In his latest Sunday Week in Review column, "The Danger of the One-Sided Debate," Hoyt weighed two op-eds that appeared in the Times recently, one from a leader of the anti-Israeli terrorist group Hamas, the other a piece critical of...vegans - a radical form of vegetarianism that prohibits use or consumption of animal products of any kind, including milk and eggs. While Hoyt had no problem with the Times running a piece from Hamas, he strongly disapproved of the Times' anti-vegan piece, which "hit much closer to home" (among liberal Times' readers, anyway).


"Two very different columns by guest contributors, one last week and one last month, caused enormous reader outcries and raised important questions. Are there groups or causes so odious they should be ruled off the page? If The Times publishes a controversial opinion, does it owe readers another point of view immediately? And what is the obligation of editors to make sure that op-ed writers are not playing fast and loose with the facts?


"The most recent column was by Ahmed Yousef, a spokesman for Hamas, the party elected to lead the Palestinian government and a group dedicated to the destruction of Israel. He wrote Wednesday about 'What Hamas Wants.'


"Many readers were outraged, complaining that The Times had provided a platform for a terrorist. One, Jon Pensak of Sherborn, Mass., said that allowing Yousef space in The Times 'isn't balanced journalism, it is more the dissemination of propaganda in the spirit of advocacy journalism.'


"Well, yes. The point of the op-ed page is advocacy. And, Rosenthal said, 'we do not feel the obligation to provide the kind of balance you find in news coverage, because it is opinion.'


"David Shipley, one of Rosenthal's deputies and the man in charge of the op-ed page, said: 'The news of the Hamas takeover of Gaza was one of the most important stories of the week....This was our opportunity to hear what Hamas had to say.'....Op-ed pages should be open especially to controversial ideas, because that's the way a free society decides what's right and what's wrong for itself. Good ideas prosper in the sunshine of healthy debate, and the bad ones wither. Left hidden out of sight and unchallenged, the bad ones can grow like poisonous mushrooms."
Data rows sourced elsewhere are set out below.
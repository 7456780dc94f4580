//! Search terms and synonym groups

use serde::Serialize;
use std::collections::HashSet;
use std::path::Path;
use webminer_common::{Error, Result};

/// Tag separating synonyms in the textual term form
pub const SYNONYM_TAG: &str = "<SYNONYM>";

/// Separator used when synonyms are joined for display
pub const LABEL_SEPARATOR: &str = " / ";

/// One logical search term: a display label and its synonyms.
///
/// The first synonym is canonical and is the one substituted into
/// pattern-based filter strings.
#[derive(Debug, Clone, PartialEq, Eq, Serialize)]
pub struct Term {
    label: String,
    synonyms: Vec<String>,
}

impl Term {
    pub fn new(label: impl Into<String>, synonyms: Vec<String>) -> Result<Self> {
        if synonyms.is_empty() {
            return Err(Error::InvalidInput("Term has no synonyms".to_string()));
        }
        if let Some(blank) = synonyms.iter().position(|s| s.trim().is_empty()) {
            return Err(Error::InvalidInput(format!(
                "Synonym {} of term is blank",
                blank + 1
            )));
        }
        Ok(Self {
            label: label.into(),
            synonyms,
        })
    }

    /// Build a term whose label is its synonyms joined with " / "
    pub fn from_synonyms(synonyms: Vec<String>) -> Result<Self> {
        let label = synonyms.join(LABEL_SEPARATOR);
        Self::new(label, synonyms)
    }

    /// Parse `"jazz <SYNONYM> swing"` into a two-synonym term
    pub fn parse(text: &str) -> Result<Self> {
        let synonyms = text
            .split(SYNONYM_TAG)
            .map(|s| s.trim().to_string())
            .collect();
        Self::from_synonyms(synonyms)
    }

    pub fn label(&self) -> &str {
        &self.label
    }

    pub fn synonyms(&self) -> &[String] {
        &self.synonyms
    }

    pub fn canonical(&self) -> &str {
        &self.synonyms[0]
    }

    /// Query entry for this synonym group.
    ///
    /// A single synonym is used verbatim; several become an OR-disjunction
    /// of quoted synonyms.
    pub fn query_fragment(&self) -> String {
        if self.synonyms.len() == 1 {
            return self.synonyms[0].clone();
        }
        self.synonyms
            .iter()
            .map(|s| format!("\"{}\"", s))
            .collect::<Vec<_>>()
            .join(" OR ")
    }
}

/// Ordered sequence of terms forming one axis of the analysis
#[derive(Debug, Clone, Default, PartialEq, Eq, Serialize)]
#[serde(transparent)]
pub struct TermSet {
    terms: Vec<Term>,
}

impl TermSet {
    pub fn new(terms: Vec<Term>) -> Self {
        Self { terms }
    }

    /// Parse one term per line, skipping blank and repeated lines
    pub fn from_lines<'a, I>(lines: I) -> Result<Self>
    where
        I: IntoIterator<Item = &'a str>,
    {
        let mut seen = HashSet::new();
        let mut terms = Vec::new();
        for line in lines {
            let line = line.trim();
            if line.is_empty() || !seen.insert(line.to_string()) {
                continue;
            }
            terms.push(Term::parse(line)?);
        }
        Ok(Self { terms })
    }

    /// Load a UTF-8 text file with one term per line
    pub fn from_file(path: &Path) -> Result<Self> {
        let content = std::fs::read_to_string(path)?;
        Self::from_lines(content.lines())
            .map_err(|e| Error::InvalidInput(format!("{} ({})", e, path.display())))
    }

    pub fn len(&self) -> usize {
        self.terms.len()
    }

    pub fn is_empty(&self) -> bool {
        self.terms.is_empty()
    }

    pub fn get(&self, index: usize) -> Option<&Term> {
        self.terms.get(index)
    }

    pub fn iter(&self) -> std::slice::Iter<'_, Term> {
        self.terms.iter()
    }

    pub fn labels(&self) -> Vec<String> {
        self.terms.iter().map(|t| t.label().to_string()).collect()
    }
}

impl std::ops::Index<usize> for TermSet {
    type Output = Term;

    fn index(&self, index: usize) -> &Term {
        &self.terms[index]
    }
}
So hearing from the terrorists of Hamas was hunky-dory for Hoyt, but there are some opinions that demand rebuttal - like those who dare to cross vegans.


"This wasn't the case, however, with a May 21 op-ed by Nina Planck, an author who writes about food and nutrition. Sensationally headlined 'Death by Veganism,' Planck's piece hit much closer to home than Yousef's. It said in no uncertain terms that vegans - vegetarians who shun even eggs and dairy products - were endangering the health and even the lives of their children....Her Exhibit A was a trial in Atlanta in which a vegan couple were convicted of murder, involuntary manslaughter and cruelty in the death of their 6-week-old son, who was fed mainly soy milk and apple juice and weighed only 3.5 pounds. The column set off a torrent of reader e-mail that is still coming in - much of it from vegans who send photos of their healthy children or complain bitterly of being harassed by friends and relatives using Planck's column as proof that their diet is dangerous.


"If there was another side, a legitimate argument that veganism isn't harmful, Planck didn't tell you - not her obligation, Rosenthal and Shipley say. But unlike the Middle East, The Times has not presented another view, or anything, on veganism on its op-ed pages for 16 years. There has been scant news coverage in the past five years.


Hoyt concluded: "Op-ed pages are for debate, but if you get only one side, that's not debate. And that's not healthy."


TigerHawk writes that judging by this latest column, Hoyt "will carefully defend the Times from the grave risk that it tilts too far to the right."